Lawmakers were meanwhile investigating a list published in Greek newspapers of Cypriot politicians who allegedly had loans written off by the island's three biggest banks, two of them at the heart of the financial meltdown.

Officials said Bank of Cyprus savers will see at least 37.5 per cent of funds over 100,000 euros turned into shares, but a further 22.5 percent will be held until authorities know they can satisfy the terms of the bailout.

Under the first eurozone rescue package to punish savers with a so-called "haircut" of their money, Cyprus can only qualify for the 10-billion-euro ($13-billion) loan by finding 5.8 billion euros of its own.

"There will be a 37.5 per cent haircut on deposits over 100,000 euros that will be converted into shares," said Marios Mavrides, a lawmaker from the ruling Disy party.

"Then 22.5 per cent will be held from the account for about two or three months, but this sum might be lower if a bigger haircut is needed," Mavrides said.

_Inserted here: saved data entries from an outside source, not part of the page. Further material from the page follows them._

//! InMemoryDocumentStore - HashMap-backed document store for testing and development.

use std::collections::HashMap;
use std::sync::atomic::{AtomicU64, AtomicUsize, Ordering};
use std::sync::{Arc, Mutex, RwLock};

use super::{Document, DocumentStore, FieldMatch, StoreError, ID_FIELD};

/// Internal stored representation of a document.
struct StoredDocument {
    bytes: Vec<u8>,
    version: u64,
    seq: u64,
}

/// Operation counters, for observing which calls reached the store.
#[derive(Debug, Clone, Copy, Default, PartialEq, Eq)]
pub struct StoreStats {
    pub reads: usize,
    pub inserts: usize,
    pub updates: usize,
}

impl StoreStats {
    /// Total write calls (inserts and updates).
    pub fn writes(&self) -> usize {
        self.inserts + self.updates
    }
}

#[derive(Default)]
struct Counters {
    reads: AtomicUsize,
    inserts: AtomicUsize,
    updates: AtomicUsize,
}

/// In-memory document store backed by a HashMap.
///
/// Storage key is `"collection:id"`. Clone-friendly via Arc; clones share
/// storage, counters and injected faults.
#[derive(Clone)]
pub struct InMemoryDocumentStore {
    storage: Arc<RwLock<HashMap<String, StoredDocument>>>,
    next_seq: Arc<AtomicU64>,
    fault: Arc<Mutex<Option<StoreError>>>,
    counters: Arc<Counters>,
}

impl Default for InMemoryDocumentStore {
    fn default() -> Self {
        Self::new()
    }
}

impl InMemoryDocumentStore {
    /// Create a new empty store.
    pub fn new() -> Self {
        Self {
            storage: Arc::new(RwLock::new(HashMap::new())),
            next_seq: Arc::new(AtomicU64::new(0)),
            fault: Arc::new(Mutex::new(None)),
            counters: Arc::new(Counters::default()),
        }
    }

    fn make_key(collection: &str, id: &str) -> String {
        format!("{}:{}", collection, id)
    }

    /// Make every following operation fail with `fault` until cleared.
    pub fn inject_fault(&self, fault: StoreError) {
        if let Ok(mut slot) = self.fault.lock() {
            *slot = Some(fault);
        }
    }

    pub fn clear_fault(&self) {
        if let Ok(mut slot) = self.fault.lock() {
            *slot = None;
        }
    }

    /// Simulate losing (or regaining) the connection to the store.
    pub fn set_offline(&self, offline: bool) {
        if offline {
            self.inject_fault(StoreError::ConnectionFailure("store offline".into()));
        } else {
            self.clear_fault();
        }
    }

    pub fn stats(&self) -> StoreStats {
        StoreStats {
            reads: self.counters.reads.load(Ordering::SeqCst),
            inserts: self.counters.inserts.load(Ordering::SeqCst),
            updates: self.counters.updates.load(Ordering::SeqCst),
        }
    }

    /// Number of documents in a collection.
    pub fn count(&self, collection: &str) -> usize {
        let prefix = format!("{}:", collection);
        let storage = self.storage.read().unwrap_or_else(|e| e.into_inner());
        storage.keys().filter(|k| k.starts_with(&prefix)).count()
    }

    /// Current version of a document; 1 after insert, bumped by each update.
    pub fn version(&self, collection: &str, id: &str) -> Option<u64> {
        let key = Self::make_key(collection, id);
        let storage = self.storage.read().unwrap_or_else(|e| e.into_inner());
        storage.get(&key).map(|stored| stored.version)
    }

    fn check_fault(&self) -> Result<(), StoreError> {
        let slot = self
            .fault
            .lock()
            .map_err(|_| StoreError::ConnectionFailure("lock poisoned".into()))?;
        match slot.as_ref() {
            Some(fault) => Err(fault.clone()),
            None => Ok(()),
        }
    }

    fn decode(bytes: &[u8]) -> Result<Document, StoreError> {
        serde_json::from_slice(bytes).map_err(|e| StoreError::Serde(e.to_string()))
    }

    fn encode(document: &Document) -> Result<Vec<u8>, StoreError> {
        serde_json::to_vec(document).map_err(|e| StoreError::Serde(e.to_string()))
    }
}

impl DocumentStore for InMemoryDocumentStore {
    fn find_one(&self, collection: &str, id: &str) -> Result<Option<Document>, StoreError> {
        self.counters.reads.fetch_add(1, Ordering::SeqCst);
        self.check_fault()?;

        let key = Self::make_key(collection, id);
        let storage = self
            .storage
            .read()
            .map_err(|_| StoreError::ConnectionFailure("lock poisoned".into()))?;

        match storage.get(&key) {
            Some(stored) => Ok(Some(Self::decode(&stored.bytes)?)),
            None => Ok(None),
        }
    }

    fn find(
        &self,
        collection: &str,
        filter: &FieldMatch,
        limit: usize,
    ) -> Result<Vec<Document>, StoreError> {
        self.counters.reads.fetch_add(1, Ordering::SeqCst);
        self.check_fault()?;

        let storage = self
            .storage
            .read()
            .map_err(|_| StoreError::ConnectionFailure("lock poisoned".into()))?;

        let prefix = format!("{}:", collection);
        let mut matched = Vec::new();

        for (key, stored) in storage.iter() {
            if key.starts_with(&prefix) {
                if let Ok(document) = Self::decode(&stored.bytes) {
                    if filter.matches(&document) {
                        matched.push((stored.seq, document));
                    }
                }
            }
        }

        matched.sort_by_key(|(seq, _)| *seq);
        Ok(matched
            .into_iter()
            .take(limit)
            .map(|(_, document)| document)
            .collect())
    }

    fn insert_one(&self, collection: &str, document: Document) -> Result<(), StoreError> {
        self.counters.inserts.fetch_add(1, Ordering::SeqCst);
        self.check_fault()?;

        let id = document
            .get(ID_FIELD)
            .and_then(|v| v.as_str())
            .ok_or_else(|| StoreError::Serde(format!("document has no string {}", ID_FIELD)))?
            .to_string();
        let key = Self::make_key(collection, &id);
        let bytes = Self::encode(&document)?;

        let mut storage = self
            .storage
            .write()
            .map_err(|_| StoreError::ConnectionFailure("lock poisoned".into()))?;

        if storage.contains_key(&key) {
            return Err(StoreError::DuplicateKey {
                collection: collection.to_string(),
                id,
            });
        }

        storage.insert(
            key,
            StoredDocument {
                bytes,
                version: 1,
                seq: self.next_seq.fetch_add(1, Ordering::SeqCst),
            },
        );

        Ok(())
    }

    fn update_one(&self, collection: &str, id: &str, set: Document) -> Result<bool, StoreError> {
        self.counters.updates.fetch_add(1, Ordering::SeqCst);
        self.check_fault()?;

        let key = Self::make_key(collection, id);
        let mut storage = self
            .storage
            .write()
            .map_err(|_| StoreError::ConnectionFailure("lock poisoned".into()))?;

        let Some(stored) = storage.get_mut(&key) else {
            return Ok(false);
        };

        let mut document = Self::decode(&stored.bytes)?;
        for (field, value) in set {
            // The primary key is immutable.
            if field != ID_FIELD {
                document.insert(field, value);
            }
        }

        stored.bytes = Self::encode(&document)?;
        stored.version += 1;
        Ok(true)
    }
}
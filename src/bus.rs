// SPDX-FileCopyrightText: 2025 tegra-mm contributors
// SPDX-License-Identifier: GPL-3.0-or-later

//! System capabilities consumed by the memory manager.
//!
//! The manager never owns host memory. It resolves guest CPU addresses to
//! host pointers through [`MemoryBus`] and tells the guest kernel which CPU
//! ranges are device-mapped through the same trait, so it can be unit-tested
//! without an emulator kernel behind it.

use bitflags::bitflags;
use thiserror::Error;

use crate::types::{CpuAddr, HostPtr};

bitflags! {
    /// Guest-kernel memory attribute bits for a CPU memory range.
    #[derive(Debug, Clone, Copy, PartialEq, Eq, Hash)]
    pub struct MemoryAttribute: u32 {
        /// The range is mapped into a device address space (here: the GPU).
        const DEVICE_MAPPED = 1 << 2;
    }
}

/// The guest kernel refused an attribute update.
#[derive(Debug, Error)]
#[error("failed to update memory attributes for {size:#x} bytes at {addr:#018X}")]
pub struct AttributeError {
    pub addr: CpuAddr,
    pub size: u64,
}

/// Emulator memory bus plus the kernel-side attribute capability.
pub trait MemoryBus {
    /// Host pointer backing a guest CPU address, or null if nothing does.
    fn host_pointer(&self, addr: CpuAddr) -> HostPtr;

    /// Update the attribute bits selected by `mask` over
    /// `[addr, addr + size)` to `value`.
    fn set_memory_attribute(
        &self,
        addr: CpuAddr,
        size: u64,
        mask: MemoryAttribute,
        value: MemoryAttribute,
    ) -> Result<(), AttributeError>;
}

#[cfg(test)]
mod tests {
    use super::*;

    #[test]
    fn test_attribute_error_display() {
        let err = AttributeError {
            addr: 0x10_0000,
            size: 0x2000,
        };
        let msg = err.to_string();
        assert!(msg.contains("0x2000"));
        assert!(msg.contains("0x0000000000100000"));
    }
}
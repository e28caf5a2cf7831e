//! Terminal User Interface (TUI) for respira.
//!
//! Provides the full-screen breathing interface: a configuration view for
//! picking technique, duration, and sound, and an active-session view with
//! the animated breathing circle. Built with ratatui and crossterm.

mod app;
mod event;
mod ui;

pub use app::App;

use std::io;
use std::time::Instant;

use crossterm::{
    execute,
    terminal::{disable_raw_mode, enable_raw_mode, EnterAlternateScreen, LeaveAlternateScreen},
};
use ratatui::prelude::*;

use crate::cli::commands::{build_cue, SessionSettings};
use crate::config::Config;
use crate::error::RespiraError;

/// Run the TUI application.
///
/// # Errors
///
/// Returns an error if the TUI fails to initialize or run.
pub fn run(settings: SessionSettings, config: &Config) -> Result<(), RespiraError> {
    // Setup terminal
    enable_raw_mode()
        .map_err(|e| RespiraError::Terminal(format!("Failed to enable raw mode: {e}")))?;
    let mut stdout = io::stdout();
    execute!(stdout, EnterAlternateScreen)
        .map_err(|e| RespiraError::Terminal(format!("Failed to setup terminal: {e}")))?;

    let backend = CrosstermBackend::new(stdout);
    let mut terminal = Terminal::new(backend)
        .map_err(|e| RespiraError::Terminal(format!("Failed to create terminal: {e}")))?;

    // Create app state and run main loop
    let cue = build_cue(settings.sound, config);
    let mut app = App::new(settings, cue);
    let result = run_app(&mut terminal, &mut app);

    // Restore terminal on every exit path; the engine (and with it the audio
    // handle) is dropped when `app` goes out of scope.
    disable_raw_mode().ok();
    execute!(terminal.backend_mut(), LeaveAlternateScreen).ok();
    terminal.show_cursor().ok();

    result
}

/// Run the main application loop.
fn run_app<B: Backend>(terminal: &mut Terminal<B>, app: &mut App) -> Result<(), RespiraError> {
    loop {
        // Advance the session before drawing so the view is current.
        app.tick(Instant::now());

        terminal
            .draw(|frame| ui::render(frame, app))
            .map_err(|e| RespiraError::Terminal(format!("Failed to draw: {e}")))?;

        if let Some(action) = event::handle_events(app)? {
            match action {
                event::Action::Quit => {
                    app.stop_session();
                    break;
                }
                event::Action::ToggleSession => app.toggle_session(),
                event::Action::NextTechnique => app.next_technique(),
                event::Action::PrevTechnique => app.prev_technique(),
                event::Action::CycleDuration => app.cycle_duration(),
                event::Action::ToggleSound => app.toggle_sound(),
            }
        }

        if app.should_quit {
            break;
        }
    }

    Ok(())
}
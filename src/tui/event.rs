//! Event handling for the TUI.

use std::time::Duration;

use crossterm::event::{self, Event, KeyCode, KeyModifiers};

use crate::error::RespiraError;
use crate::tui::app::App;

/// Action to take after handling an event.
pub enum Action {
    /// Quit the application.
    Quit,
    /// Start or stop the session.
    ToggleSession,
    /// Select the next technique.
    NextTechnique,
    /// Select the previous technique.
    PrevTechnique,
    /// Cycle through the duration presets.
    CycleDuration,
    /// Toggle the cue tone.
    ToggleSound,
}

/// Handle terminal events.
///
/// Returns an action to take, or None if no action is needed. The poll
/// timeout doubles as the session tick interval.
///
/// # Errors
///
/// Returns an error if event polling fails.
pub fn handle_events(app: &mut App) -> Result<Option<Action>, RespiraError> {
    // Poll for events with a small timeout
    if event::poll(Duration::from_millis(50))
        .map_err(|e| RespiraError::Terminal(format!("Event poll failed: {e}")))?
    {
        if let Event::Key(key) = event::read()
            .map_err(|e| RespiraError::Terminal(format!("Event read failed: {e}")))?
        {
            // Handle Ctrl+C
            if key.modifiers.contains(KeyModifiers::CONTROL) && key.code == KeyCode::Char('c') {
                return Ok(Some(Action::Quit));
            }

            match key.code {
                // Quit; Esc stops a running session first
                KeyCode::Char('q') => return Ok(Some(Action::Quit)),
                KeyCode::Esc => {
                    if app.engine.is_running() {
                        return Ok(Some(Action::ToggleSession));
                    }
                    return Ok(Some(Action::Quit));
                }

                // Start/stop
                KeyCode::Char(' ') | KeyCode::Enter => {
                    return Ok(Some(Action::ToggleSession));
                }

                // Technique selection - vim style
                KeyCode::Char('l') | KeyCode::Right | KeyCode::Char('j') | KeyCode::Down => {
                    return Ok(Some(Action::NextTechnique));
                }
                KeyCode::Char('h') | KeyCode::Left | KeyCode::Char('k') | KeyCode::Up => {
                    return Ok(Some(Action::PrevTechnique));
                }

                // Duration and sound
                KeyCode::Char('d') => return Ok(Some(Action::CycleDuration)),
                KeyCode::Char('s') => return Ok(Some(Action::ToggleSound)),

                // Help
                KeyCode::Char('?') => {
                    app.status = Some(
                        "h/l:technique | d:duration | s:sound | Space:start/stop | q:quit"
                            .to_string(),
                    );
                }

                _ => {}
            }
        }
    }

    Ok(None)
}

Senior Bank of Cyprus official Mario Skandalis confirmed the figures.

"There was a preliminary level reached which was 37.5 percent but this has not been finalised yet," he told AFP, adding that if the required amount for the bailout "cannot be reached then we will change the haircut rate."

Asked whether the rate that savers with deposits of more than 100,000 euros will lose could be as high as 60 percent he replied: "It could be a possibility but I would say it is a remote possibility."

He expected a formal announcement by Monday.

Lawmaker Mavrides said the remaining 40 percent would be "placed in a time deposit for about six months to prevent people drawing all their money out but it creates a problem for businesses who have no access to working capital."

"The money is not lost but creates a problem for businesses."

House finance committee chair Nicolas Papadopoulos told state radio there were questions over the possible extra levy on the held-back 22.5 percent, and said a lack of information had created panic among depositors.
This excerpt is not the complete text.